So I have to sneak up on Easter. There’s something profoundly comforting for me that Mary Magdalene arrives at the tomb while it is still dark. I can feel the stillness. I can feel that moment before sunrise and before she knows about the resurrection. I feel available to surprise and wonder. But later, I feel like I’m staring at an impenetrable rock face, a hot desert sun glancing off it, with no way into the demands of Easter.
The sun is high in the sky by the time Mary has gone back to tell the disciples the news of Jesus’ missing body. She now returns, by herself, to confront the facts.
When Jesus approaches her, she does not recognize him. He acts as if he does not know her. “Woman,” he calls her, and pauses for what seems an indifferent, if not cruel, moment — allowing her to feel her pain and ask for what she seeks. Only then does he speak her name, “Mary,” and suddenly she recognizes and is recognized at the very same moment.
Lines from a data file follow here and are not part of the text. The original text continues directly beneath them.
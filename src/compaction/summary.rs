//! Compact renderings of worker results for downstream context.

use std::path::PathBuf;

use crate::worker::WorkerResult;

/// Files listed by name in a summary line before collapsing to `(+N more)`.
pub const MAX_LISTED_FILES: usize = 3;

/// One-line summary, e.g. `[CODER] ✓ | Changed: a, b, c (+2 more) | 2 issues | BLOCKED: reason`.
pub fn summary_line(result: &WorkerResult) -> String {
    let mut parts = vec![format!("[{}]", result.worker.to_uppercase())];

    if let Some(failure) = &result.failure {
        parts.push("✗".to_string());
        parts.push(format!("failed: {}", failure.message));
        return parts.join(" | ");
    }
    parts.push("✓".to_string());

    if !result.files_changed.is_empty() {
        let listed: Vec<String> = result
            .files_changed
            .iter()
            .take(MAX_LISTED_FILES)
            .map(|p| p.display().to_string())
            .collect();
        let mut changed = format!("Changed: {}", listed.join(", "));
        if result.files_changed.len() > MAX_LISTED_FILES {
            changed.push_str(&format!(
                " (+{} more)",
                result.files_changed.len() - MAX_LISTED_FILES
            ));
        }
        parts.push(changed);
    }

    if !result.issues.is_empty() {
        let critical = result
            .issues
            .iter()
            .filter(|i| i.trim_start().to_lowercase().starts_with("critical"))
            .count();
        if critical > 0 {
            parts.push(format!("{} critical", critical));
        }
        parts.push(format!(
            "{} issue{}",
            result.issues.len(),
            if result.issues.len() == 1 { "" } else { "s" }
        ));
    }

    if result.blocked {
        parts.push(format!(
            "BLOCKED: {}",
            result.block_reason.as_deref().unwrap_or("no reason given")
        ));
    }

    let summary = result.summary.lines().next().unwrap_or("").trim();
    if !summary.is_empty() {
        parts.push(summary.to_string());
    }

    parts.join(" | ")
}

/// Task hints first, then files touched by recent results, without duplicates.
pub fn merge_file_hints(task_hints: &[PathBuf], recent: &[WorkerResult]) -> Vec<PathBuf> {
    let mut merged: Vec<PathBuf> = Vec::new();
    let candidates = task_hints
        .iter()
        .chain(recent.iter().flat_map(|r| r.files_changed.iter()));
    for path in candidates {
        if !merged.contains(path) {
            merged.push(path.clone());
        }
    }
    merged
}

/// Multi-line context block for display and prompts.
pub fn render_context(recent: &[WorkerResult]) -> String {
    recent.iter().map(summary_line).collect::<Vec<_>>().join("\n")
}

#[cfg(test)]
mod tests {
    use super::*;
    use crate::errors::InvocationError;
    use std::time::Duration;

    #[test]
    fn test_summary_line_collapses_files() {
        let result = WorkerResult::new("coder", "Added login\nmore detail")
            .with_files(["a.rs", "b.rs", "c.rs", "d.rs", "e.rs"])
            .with_issues(["warning: x", "info: y"]);
        assert_eq!(
            summary_line(&result),
            "[CODER] ✓ | Changed: a.rs, b.rs, c.rs (+2 more) | 2 issues | Added login"
        );
    }

    #[test]
    fn test_summary_line_blocked() {
        let result = WorkerResult::new("security", "")
            .with_issues(["critical: SQL injection"])
            .blocked_by("SQL injection");
        assert_eq!(
            summary_line(&result),
            "[SECURITY] ✓ | 1 critical | 1 issue | BLOCKED: SQL injection"
        );
    }

    #[test]
    fn test_summary_line_failed() {
        let err = InvocationError::Malformed("worker produced no output".into());
        let result = WorkerResult::failed("tester", &err, Duration::ZERO);
        let line = summary_line(&result);
        assert!(line.starts_with("[TESTER] ✗ | failed: "));
        assert!(line.contains("no output"));
    }

    #[test]
    fn test_merge_file_hints_dedupes() {
        let recent = vec![
            WorkerResult::new("coder", "").with_files(["src/a.rs", "src/b.rs"]),
            WorkerResult::new("tester", "").with_files(["tests/a.rs", "src/a.rs"]),
        ];
        let merged = merge_file_hints(&[PathBuf::from("src/b.rs")], &recent);
        assert_eq!(
            merged,
            vec![
                PathBuf::from("src/b.rs"),
                PathBuf::from("src/a.rs"),
                PathBuf::from("tests/a.rs"),
            ]
        );
    }

    #[test]
    fn test_render_context_one_line_per_result() {
        let recent = vec![WorkerResult::new("coder", "x"), WorkerResult::new("docs", "y")];
        assert_eq!(render_context(&recent).lines().count(), 2);
    }
}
In his book A Mystical Portrait of Jesus, Demetrius Dunn notes that in the Gospel of John, “revelation of divine presence” doesn’t happen through “an impersonal exchange of information,” but through “a mystical experience of loving recognition.” Jesus’ resurrected presence is known in this loving exchange, in the love that passes between himself and Mary.
Another way of saying this is perhaps that resurrection isn’t a proposition to be believed in, but is a condition to be felt. Every Easter morning, I’m always seeking something inside myself that will consent to feeling it.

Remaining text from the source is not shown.